▶ **What you have to do**:
Search the records for the string "email", and show each line where it appears.

-- Listed records follows --

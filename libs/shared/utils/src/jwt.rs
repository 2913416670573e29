use chrono::{Duration, Utc};
use jsonwebtoken::{decode, encode, errors::ErrorKind, Algorithm, DecodingKey, EncodingKey, Header, Validation};
use tracing::debug;

use shared_models::auth::{AuthUser, JwtClaims, Role};
use shared_models::error::AppError;

pub fn create_token(
    user_id: i64,
    email: &str,
    role: Role,
    jwt_secret: &str,
    expiration_hours: i64,
) -> Result<String, AppError> {
    if jwt_secret.is_empty() {
        return Err(AppError::Internal("JWT secret is not set".to_string()));
    }

    let now = Utc::now();
    let claims = JwtClaims {
        sub: user_id.to_string(),
        email: email.to_string(),
        role,
        iat: now.timestamp(),
        exp: (now + Duration::hours(expiration_hours)).timestamp(),
    };

    encode(
        &Header::new(Algorithm::HS256),
        &claims,
        &EncodingKey::from_secret(jwt_secret.as_bytes()),
    )
    .map_err(|e| AppError::Internal(format!("Failed to sign token: {}", e)))
}

pub fn validate_token(token: &str, jwt_secret: &str) -> Result<AuthUser, AppError> {
    if jwt_secret.is_empty() {
        return Err(AppError::Auth("JWT secret is not set".to_string()));
    }

    let validation = Validation::new(Algorithm::HS256);

    let data = decode::<JwtClaims>(
        token,
        &DecodingKey::from_secret(jwt_secret.as_bytes()),
        &validation,
    )
    .map_err(|e| match e.kind() {
        ErrorKind::ExpiredSignature => {
            debug!("Token expired");
            AppError::Auth("Token expired".to_string())
        }
        other => {
            debug!("Token rejected: {:?}", other);
            AppError::Auth("Invalid token".to_string())
        }
    })?;

    let claims = data.claims;
    let id = claims
        .sub
        .parse::<i64>()
        .map_err(|_| AppError::Auth("Invalid token".to_string()))?;

    debug!("Token validated successfully for user: {}", id);

    Ok(AuthUser {
        id,
        email: claims.email,
        role: claims.role,
    })
}

#[cfg(test)]
mod tests {
    use super::*;
    use assert_matches::assert_matches;

    const SECRET: &str = "unit-test-secret";

    #[test]
    fn test_issued_token_validates() {
        let token = create_token(42, "doc@clinic.test", Role::Doctor, SECRET, 1).unwrap();
        let user = validate_token(&token, SECRET).unwrap();

        assert_eq!(user.id, 42);
        assert_eq!(user.email, "doc@clinic.test");
        assert_eq!(user.role, Role::Doctor);
    }

    #[test]
    fn test_expired_token_is_rejected() {
        let token = create_token(1, "p@clinic.test", Role::Patient, SECRET, -2).unwrap();
        assert_matches!(
            validate_token(&token, SECRET),
            Err(AppError::Auth(msg)) if msg == "Token expired"
        );
    }

    #[test]
    fn test_wrong_secret_is_rejected() {
        let token = create_token(1, "p@clinic.test", Role::Patient, SECRET, 1).unwrap();
        assert_matches!(
            validate_token(&token, "another-secret"),
            Err(AppError::Auth(msg)) if msg == "Invalid token"
        );
    }

    #[test]
    fn test_malformed_token_is_rejected() {
        assert_matches!(validate_token("invalid.token.format", SECRET), Err(AppError::Auth(_)));
    }

    #[test]
    fn test_empty_secret() {
        assert_matches!(create_token(1, "a@b.com", Role::Patient, "", 1), Err(AppError::Internal(_)));
        assert_matches!(validate_token("x.y.z", ""), Err(AppError::Auth(_)));
    }
}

-- Listed records concluded --

▶ **Answer section**:
    email: &str,
        email: email.to_string(),
        email: claims.email,
        assert_eq!(user.email, "doc@clinic.test");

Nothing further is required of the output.